Multibyte Character Surport for Python

Thu May 9 08:16:48 EDT 2002

Stephen J. Turnbull wrote:
        ...
>     Alex> It matters not a whit *WHICH* language it is, it does matter
>     Alex> that it be ONE language, not hundreds and thousands.  In
>     Alex> practice that one language isn't Latin any more (in most
>     Alex> fields of endeavour) but English.  Fine, whatever.  As long
>     Alex> as it's ONE.
> 
> Agreed.  Except that a decade from now Chinese might be the ONE.  Then
> we'll be glad we have hanzi identifiers, as Python sweeps the CJK
> world.<0.9 wink>

Fine, WHEN that happens.  And IF, of course.  Meanwhile, Ruby will
probably get there first, born in Japan and all, right?  Hey, it IS
so close to Python it almost hurts.  And AFAIK, it doesn't support
what you so intensely want, which hasn't stopped it from huge Japan
success, though it may in the future.

>     Alex> and I earnestly hope Python does nothing at all to _help_ it.
> 
> ... is it really worth sacrificing the ability to introduce more
> non-programmers to programming to avoid "helping fragmentation" by
> 25% over what those who want localized identifiers already can do?

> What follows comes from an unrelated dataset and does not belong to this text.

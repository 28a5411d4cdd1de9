//! Form session state

mod forms;

pub use forms::*;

Yes.  And it's NOT worth (IMHO, of course) helping the Japanese keep
ever more insular and separated from the rest of the world, a serious
aspect of their current predicaments (not just _my_ opinion, which
would be worth little given I'm no expert in this -- have a look at
the Economist's survey of Japan, it came out a month or so ago and
it's surely still on their site, www.economist.com).

Like "code to be run just once and then thrown away", similarly "code
that will never see the outside of this room" WILL over and over again
survive and spread to the four corners of the Earth, surprising all
involved, starting with the code's creator.  Sure, it's bad enough if
said code has an identifier "principi" -- you don't know what it means
and must infer from context.  (The comments and docstrings if any are
likely just as obscure).  But it's STILL worse to let the code have
TWO identifiers "príncipi" and "princípi", where you have to notice
the subtle issue of which "i" has which kind of accent to be able to
tell the two identifiers apart.  English minimizes this issue by
having just 26 glyphs (52, sigh, when you distinguish upper and lower
case, one issue where I wish Python was different), and no accents nor
other hard-to-tell-apart diacritics -- confusion is still possible but
much less likely than in a language WITH diacritics or thousands of
different glyphs.  Non-programmers must learn ONE fundamental thing
about computer languages: that they're utterly different from natural
language, their nature, purpose and operation completely separate.

Whenever you try to blur the distinction, you do them all a signal
disservice.  They may THINK they want to "speak their own language to
the computer", but they _don't_, really: if they think so, it's because
they still haven't grasped the key differences.  Help them learn, rather
than "helping" them hide their ignorance from themselves.

Alex